Extracted entries
+-------+

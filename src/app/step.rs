//! Host-facing step interface.

use crate::domain::{AppError, StepFailure, StepStage};

/// A unit of work the host can validate and execute.
pub trait Step<Ctx> {
    type Output;

    /// Display name used in log banners.
    fn name(&self) -> &'static str;

    /// Check the step's own parameters. Must not touch the context.
    fn validate(&self) -> Result<(), AppError>;

    /// Run the step. Callers validate first.
    fn execute(&self, ctx: &Ctx) -> Result<Self::Output, StepFailure>;
}

/// Validate then execute, stopping at the first failure.
pub fn perform<Ctx, S: Step<Ctx>>(step: &S, ctx: &Ctx) -> Result<S::Output, StepFailure> {
    log_banner(step.name());
    step.validate().map_err(|e| StepStage::Validating.fail(e))?;
    step.execute(ctx)
}

/// Run a step and collapse the outcome into the host's success flag.
pub fn run_step<Ctx, S: Step<Ctx>>(step: &S, ctx: &Ctx) -> bool {
    report(perform(step, ctx))
}

/// Log a failure and turn a step result into success/failure.
pub fn report<T>(result: Result<T, StepFailure>) -> bool {
    match result {
        Ok(_) => true,
        Err(failure) => {
            tracing::error!(stage = %failure.stage, "{}", failure.error);
            tracing::error!("Failing build step.");
            false
        }
    }
}

pub(crate) fn log_banner(name: &str) {
    let rule = "-".repeat(40);
    tracing::info!("{}", rule);
    tracing::info!("{} Step", name);
    tracing::info!("{}", rule);
}
#[cfg(test)]
mod tests {
    use super::*;

    #[test]
    fn terse_split_unescapes_colons_and_backslashes() {
        assert_eq!(
            split_terse(r"AA\:BB\:CC\:DD\:EE\:10:lab\\net\:5G:540 Mbit/s"),
            vec!["AA:BB:CC:DD:EE:10", r"lab\net:5G", "540 Mbit/s"]
        );
        assert_eq!(split_terse(""), vec![""]);
        assert_eq!(split_terse("a::b"), vec!["a", "", "b"]);
    }

    // Captured from `nmcli -t -f UUID,TYPE,DEVICE connection show --active`
    // on a station with a bonded wireless slave.
    const ACTIVE: &str = "\
1e7c5a80-0000-4000-8000-000000000001:bond:master
3c3f1b0e-0000-4000-8000-000000000002:802-11-wireless:wlan0
8a41c2d4-0000-4000-8000-000000000004:loopback:lo
";

    #[test]
    fn active_rows_parse_in_listing_order() {
        let rows = parse_active(ACTIVE);
        assert_eq!(rows.len(), 3);
        assert_eq!(
            rows[0],
            ActiveConnection {
                uuid: "1e7c5a80-0000-4000-8000-000000000001".into(),
                kind: "bond".into(),
                device: "master".into(),
            }
        );
        assert_eq!(rows[1].kind, WIFI_TYPE);
        assert!(parse_active("\n").is_empty());
        assert!(parse_active("only-two:fields\n").is_empty());
    }

    #[test]
    fn primary_bond_requires_bond_on_configured_interface() {
        let rows = parse_active(ACTIVE);
        assert_eq!(
            primary_bond(rows.first(), "master").unwrap(),
            BondMaster {
                uuid: "1e7c5a80-0000-4000-8000-000000000001".into()
            }
        );
        assert!(matches!(
            primary_bond(rows.first(), "bond0"),
            Err(BackendError::UnsupportedTopology(_))
        ));
    }

    #[test]
    fn default_route_flag() {
        assert!(is_default("yes\n"));
        assert!(!is_default("no\n"));
        assert!(!is_default(""));
    }

    #[test]
    fn primary_bond_rejects_non_bond_primary() {
        let rows = parse_active("5f1e0000-0000-4000-8000-000000000003:802-3-ethernet:eth0\n");
        assert!(matches!(
            primary_bond(rows.first(), "master"),
            Err(BackendError::UnsupportedTopology(_))
        ));
        assert!(matches!(
            primary_bond(None, "master"),
            Err(BackendError::UnsupportedTopology(_))
        ));
    }

    fn slave_props(master: &str, mode: &str) -> HashMap<String, String> {
        parse_properties(&format!(
            "connection.uuid:3c3f1b0e-0000-4000-8000-000000000002\n\
             connection.interface-name:wlan0\n\
             connection.slave-type:bond\n\
             connection.master:{master}\n\
             802-11-wireless.mode:{mode}\n\
             802-11-wireless.ssid:plant\\:floor\n"
        ))
    }

    #[test]
    fn bond_slave_profile_accepts_master_by_uuid_or_interface() {
        let bond = "1e7c5a80-0000-4000-8000-000000000001";
        let by_uuid = bond_slave_profile(&slave_props(bond, "infrastructure"), bond, "master");
        assert_eq!(
            by_uuid,
            Some(WifiProfile {
                uuid: "3c3f1b0e-0000-4000-8000-000000000002".into(),
                interface: "wlan0".into(),
                ssid: "plant:floor".into(),
            })
        );
        let by_iface = bond_slave_profile(&slave_props("master", "infrastructure"), bond, "master");
        assert!(by_iface.is_some());
    }

    #[test]
    fn bond_slave_profile_rejects_other_masters_and_modes() {
        let bond = "1e7c5a80-0000-4000-8000-000000000001";
        assert!(bond_slave_profile(&slave_props("other-bond", "infrastructure"), bond, "master").is_none());
        assert!(bond_slave_profile(&slave_props(bond, "ap"), bond, "master").is_none());
        assert!(bond_slave_profile(&slave_props("--", "infrastructure"), bond, "master").is_none());
    }

    #[test]
    fn scan_keeps_matching_ssid_and_parses_rate() {
        let out = "\
AA\\:BB\\:CC\\:DD\\:EE\\:18:plant-floor:540 Mbit/s
AA\\:BB\\:CC\\:DD\\:EE\\:19:guest:540 Mbit/s
A2\\:BB\\:CC\\:DD\\:EE\\:1A:plant-floor:270 Mbit/s
not-a-bssid:plant-floor:54 Mbit/s
";
        let scan = parse_scan(out, "plant-floor");
        assert_eq!(
            scan,
            vec![
                ObservedBssid {
                    address: "AA:BB:CC:DD:EE:18".parse().unwrap(),
                    max_bitrate: 540,
                },
                ObservedBssid {
                    address: "A2:BB:CC:DD:EE:1A".parse().unwrap(),
                    max_bitrate: 270,
                },
            ]
        );
    }

    #[test]
    fn unset_bssid_property_reads_as_none() {
        let props = parse_properties("802-11-wireless.bssid:\n");
        assert_eq!(property(&props, BSSID_PROPERTY), None);
        let props = parse_properties("802-11-wireless.bssid:--\n");
        assert_eq!(property(&props, BSSID_PROPERTY), None);
        let props = parse_properties("802-11-wireless.bssid:AA\\:BB\\:CC\\:DD\\:EE\\:10\n");
        assert_eq!(property(&props, BSSID_PROPERTY), Some("AA:BB:CC:DD:EE:10"));
    }

    #[test]
    fn rate_parsing() {
        assert_eq!(parse_rate("540 Mbit/s"), Some(540));
        assert_eq!(parse_rate("54"), Some(54));
        assert_eq!(parse_rate("--"), None);
        assert_eq!(parse_rate(""), None);
    }
}
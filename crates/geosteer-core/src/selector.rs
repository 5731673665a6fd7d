//! Nearest access point selection.

use crate::bssid::{Bssid, ObservedBssid};
use crate::catalog::{ApTargetRecord, Position};
use crate::matcher;

/// An observed BSSID together with the catalog record it was matched to.
#[derive(Debug, Clone, Copy, PartialEq)]
pub struct Candidate<'a> {
    pub record: &'a ApTargetRecord,
    pub observed: Bssid,
}

/// Match every observed address against the catalog, dropping the misses.
///
/// Output order follows `observed`, which keeps the selector's tie-break
/// deterministic.
pub fn match_candidates<'a>(observed: &[Bssid], records: &'a [ApTargetRecord]) -> Vec<Candidate<'a>> {
    observed
        .iter()
        .filter_map(|bssid| {
            let record = matcher::match_bssid(bssid, records);
            if record.is_none() {
                tracing::debug!(bssid = %bssid, "no catalog entry for observed BSSID");
            }
            record.map(|record| Candidate {
                record,
                observed: *bssid,
            })
        })
        .collect()
}

/// Keep only the addresses advertising the highest bitrate in the scan.
pub fn fastest(scan: &[ObservedBssid]) -> Vec<Bssid> {
    let Some(max) = scan.iter().map(|o| o.max_bitrate).max() else {
        return Vec::new();
    };
    scan.iter()
        .filter(|o| o.max_bitrate == max)
        .map(|o| o.address)
        .collect()
}

/// Pick the candidate geometrically closest to `station`.
///
/// Ties go to the earliest candidate. Returns the observed address, since
/// that is what the connection profile gets pinned to.
pub fn nearest(station: Position, candidates: &[Candidate<'_>]) -> Option<Bssid> {
    let mut best: Option<(f64, Bssid)> = None;
    for candidate in candidates {
        let dist = station.distance(&candidate.record.position());
        tracing::trace!(
            bssid = %candidate.observed,
            ap = %candidate.record.id,
            dist,
            "candidate"
        );
        match best {
            Some((best_dist, _)) if dist >= best_dist => {}
            _ => best = Some((dist, candidate.observed)),
        }
    }
    best.map(|(_, bssid)| bssid)
}
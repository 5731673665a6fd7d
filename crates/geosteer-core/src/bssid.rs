//! Six-octet radio addresses.
//!
//! Both observed BSSIDs and catalog access-point patterns share this
//! representation. Parsing accepts the forms found in catalog files and
//! NetworkManager output: `AA:BB:CC:DD:EE:FF`, `aa-bb-cc-dd-ee-ff` and bare
//! `aabbccddeeff`. Display is always upper-case and colon-separated, which is
//! what NetworkManager expects back.

use std::fmt;
use std::str::FromStr;

use serde::{Deserialize, Deserializer};
use thiserror::Error;

#[derive(Debug, Clone, PartialEq, Eq, Error)]
pub enum BssidParseError {
    #[error("expected 12 hex digits, got {0}")]
    Length(usize),
    #[error("invalid hex digit in {0:?}")]
    Digit(String),
}

/// A 6-byte MAC-style address.
#[derive(Debug, Clone, Copy, PartialEq, Eq, Hash, PartialOrd, Ord)]
pub struct Bssid([u8; 6]);

impl Bssid {
    pub const fn new(octets: [u8; 6]) -> Self {
        Self(octets)
    }

    pub const fn octets(&self) -> [u8; 6] {
        self.0
    }
}

impl From<[u8; 6]> for Bssid {
    fn from(octets: [u8; 6]) -> Self {
        Self(octets)
    }
}

impl FromStr for Bssid {
    type Err = BssidParseError;

    fn from_str(s: &str) -> Result<Self, Self::Err> {
        let digits: String = s
            .trim()
            .chars()
            .filter(|c| *c != ':' && *c != '-')
            .collect();
        if digits.len() != 12 {
            return Err(BssidParseError::Length(digits.len()));
        }
        // from_str_radix alone would accept a leading '+'
        if !digits.chars().all(|c| c.is_ascii_hexdigit()) {
            return Err(BssidParseError::Digit(s.to_string()));
        }

        let mut octets = [0u8; 6];
        for (i, octet) in octets.iter_mut().enumerate() {
            let pair = &digits[i * 2..i * 2 + 2];
            *octet = u8::from_str_radix(pair, 16)
                .map_err(|_| BssidParseError::Digit(s.to_string()))?;
        }
        Ok(Self(octets))
    }
}

impl fmt::Display for Bssid {
    fn fmt(&self, f: &mut fmt::Formatter<'_>) -> fmt::Result {
        let [a, b, c, d, e, g] = self.0;
        write!(f, "{a:02X}:{b:02X}:{c:02X}:{d:02X}:{e:02X}:{g:02X}")
    }
}

impl<'de> Deserialize<'de> for Bssid {
    fn deserialize<D>(deserializer: D) -> Result<Self, D::Error>
    where
        D: Deserializer<'de>,
    {
        let raw = String::deserialize(deserializer)?;
        raw.parse().map_err(serde::de::Error::custom)
    }
}

/// A BSSID as reported by a scan, with the fastest rate the AP advertises.
#[derive(Debug, Clone, Copy, PartialEq, Eq)]
pub struct ObservedBssid {
    pub address: Bssid,
    /// Maximum advertised bitrate in Mbit/s.
    pub max_bitrate: u32,
}
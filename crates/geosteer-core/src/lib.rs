//! Geolocation-driven BSSID steering for a bonded Wi-Fi station.
//!
//! This crate contains:
//! - **Catalog**: station and access point positions loaded from CSV
//! - **Matcher**: maps an observed BSSID to the physical AP that emits it
//! - **Selector**: picks the nearest matched AP to the station
//! - **Controller**: the scan / apply / verify / rollback loop
//! - **Backend traits**: the network stack seams the controller drives

pub mod backend;
pub mod bssid;
pub mod catalog;
pub mod config;
pub mod controller;
pub mod matcher;
pub mod selector;

pub use backend::{
    BackendError, ConnectionHandle, ConnectionManager, DeviceDiscovery, DeviceHandle,
    NetworkBackend, WifiProfile, WifiScanner, WifiSlave,
};
pub use bssid::{Bssid, BssidParseError, ObservedBssid};
pub use catalog::{ApTargetRecord, CatalogError, GeoCatalog, Node, Position};
pub use config::{ConfigError, RoamConfig, RoamConfigInput};
pub use controller::{
    ControllerConfig, InitError, Phase, RoamingController, SelectionState, TickOutcome,
};
//! geosteer agent
//!
//! Daemon running on each bonded Wi-Fi station.
//!
//! - Validates that the primary connection is a bond with a wireless slave
//! - Locates this station in the geolocation catalog
//! - Periodically pins the wireless slave to the nearest known access point
//! - Halts (but keeps running) when the host configuration is unsupported,
//!   so a supervisor does not restart-loop it

mod identity;
mod nmcli;

use std::path::PathBuf;

use clap::Parser;
use clap::builder::BoolishValueParser;
use tokio::signal::unix::{Signal, SignalKind, signal};
use tracing_subscriber::EnvFilter;

use geosteer_core::{GeoCatalog, InitError, RoamConfig, RoamConfigInput, RoamingController};

/// Geolocation-driven BSSID steering daemon.
#[derive(Parser, Debug)]
#[command(name = "geosteer-agent", about = "Steer a bonded Wi-Fi slave to the nearest access point")]
struct Cli {
    /// TOML config file. Command line and environment values override it.
    #[arg(long, env = "GEOSTEER_CONFIG")]
    config: Option<PathBuf>,

    /// Station table (CSV with id,x,y).
    #[arg(long, env = "SRC_FILE")]
    stations_file: Option<PathBuf>,

    /// Access point table (CSV with id,x,y; id is the base BSSID).
    #[arg(long, env = "TGT_FILE")]
    access_points_file: Option<PathBuf>,

    /// Station identity override (defaults to the host's system UUID).
    #[arg(long, env = "NODE_ID")]
    node_id: Option<String>,

    /// Interface name of the bond master.
    #[arg(long, env = "BOND_INTERFACE")]
    bond_interface: Option<String>,

    /// Log profile changes without applying them.
    #[arg(long, env = "DRY_RUN", num_args = 0..=1, default_missing_value = "true",
          value_parser = BoolishValueParser::new())]
    dry_run: Option<bool>,

    /// Stop re-applying once a BSSID has been verified.
    #[arg(long, env = "ONE_SHOT", num_args = 0..=1, default_missing_value = "true",
          value_parser = BoolishValueParser::new())]
    one_shot: Option<bool>,

    /// Debug logging (RUST_LOG takes precedence).
    #[arg(short, long, env = "DEBUG", num_args = 0..=1, default_missing_value = "true",
          value_parser = BoolishValueParser::new())]
    verbose: Option<bool>,

    /// Seconds between scans.
    #[arg(long, env = "INTERVAL_SECS")]
    interval_secs: Option<f64>,

    /// Seconds before a NetworkManager call is abandoned.
    #[arg(long, env = "CALL_TIMEOUT_SECS")]
    call_timeout_secs: Option<f64>,
}

impl Cli {
    fn overrides(&self) -> RoamConfigInput {
        RoamConfigInput {
            stations_file: self.stations_file.clone(),
            access_points_file: self.access_points_file.clone(),
            node_id: self.node_id.clone(),
            bond_interface: self.bond_interface.clone(),
            dry_run: self.dry_run,
            one_shot: self.one_shot,
            verbose: self.verbose,
            interval_secs: self.interval_secs,
            call_timeout_secs: self.call_timeout_secs,
        }
    }

    fn resolve(&self) -> anyhow::Result<RoamConfig> {
        let file = match &self.config {
            Some(path) => RoamConfigInput::from_toml_file(path)?,
            None => RoamConfigInput::default(),
        };
        Ok(file.merge(self.overrides()).resolve()?)
    }
}

#[tokio::main(flavor = "current_thread")]
async fn main() -> anyhow::Result<()> {
    let cli = Cli::parse();
    let config = cli.resolve()?;

    let default_level = if config.verbose { "debug" } else { "info" };
    tracing_subscriber::fmt()
        .with_env_filter(
            EnvFilter::try_from_default_env().unwrap_or_else(|_| EnvFilter::new(default_level)),
        )
        .init();

    tracing::info!(
        stations = %config.stations_file.display(),
        access_points = %config.access_points_file.display(),
        bond = %config.bond_interface,
        dry_run = config.controller.dry_run,
        one_shot = config.controller.one_shot,
        interval_s = config.controller.interval.as_secs_f64(),
        "geosteer-agent starting"
    );

    let mut sigterm = signal(SignalKind::terminate())?;
    tokio::select! {
        reason = start(config) => {
            tracing::warn!(error = %reason, "halted; idling until terminated");
        }
        received = terminated(&mut sigterm) => {
            tracing::info!(signal = received?, "shutting down");
            return Ok(());
        }
    }

    // Stay alive so the service manager does not restart into the same failure.
    let received = terminated(&mut sigterm).await?;
    tracing::info!(signal = received, "geosteer-agent stopped");
    Ok(())
}

/// Wait for SIGINT or SIGTERM and name the one that arrived.
async fn terminated(sigterm: &mut Signal) -> std::io::Result<&'static str> {
    tokio::select! {
        result = tokio::signal::ctrl_c() => result.map(|()| "SIGINT"),
        _ = sigterm.recv() => Ok("SIGTERM"),
    }
}

/// Load the catalog, identify the station and run the controller.
/// Returns only when the controller cannot (or can no longer) proceed.
async fn start(config: RoamConfig) -> InitError {
    tracing::info!("loading geolocation catalog");
    let catalog = match GeoCatalog::load(&config.stations_file, &config.access_points_file) {
        Ok(catalog) => catalog,
        Err(e) => return e.into(),
    };

    let station_id = match identity::station_id(config.node_id.as_deref()).await {
        Ok(id) => id,
        Err(e) => return InitError::Identity(Box::new(e)),
    };
    tracing::info!(node = %station_id, "station identity");

    let backend = nmcli::NmCli::new(config.bond_interface);
    RoamingController::new(backend, catalog, station_id, config.controller)
        .run()
        .await
}

#[cfg(test)]
mod tests {
    use super::*;
    use clap::CommandFactory;

    #[test]
    fn cli_definition_is_consistent() {
        Cli::command().debug_assert();
    }

    #[tokio::test]
    async fn sigterm_ends_the_wait() {
        let mut sigterm = signal(SignalKind::terminate()).unwrap();
        let status = std::process::Command::new("kill")
            .args(["-TERM", &std::process::id().to_string()])
            .status()
            .unwrap();
        assert!(status.success());

        let received = tokio::time::timeout(std::time::Duration::from_secs(5), terminated(&mut sigterm))
            .await
            .unwrap()
            .unwrap();
        assert_eq!(received, "SIGTERM");
    }

    #[test]
    fn cli_values_become_overrides() {
        let cli = Cli::try_parse_from([
            "geosteer-agent",
            "--stations-file",
            "/tmp/stations.csv",
            "--dry-run",
            "--one-shot=false",
            "--interval-secs",
            "7.5",
        ])
        .unwrap();
        let input = cli.overrides();
        assert_eq!(input.stations_file, Some(PathBuf::from("/tmp/stations.csv")));
        assert_eq!(input.dry_run, Some(true));
        assert_eq!(input.one_shot, Some(false));
        assert_eq!(input.interval_secs, Some(7.5));
    }
}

+-------+

Problem statement
Your answer should be each line from the preceding material in which the word "const" occurs.

Expected output
    const ACTIVE: &str = "\
    pub const fn new(octets: [u8; 6]) -> Self {
    pub const fn octets(&self) -> [u8; 6] {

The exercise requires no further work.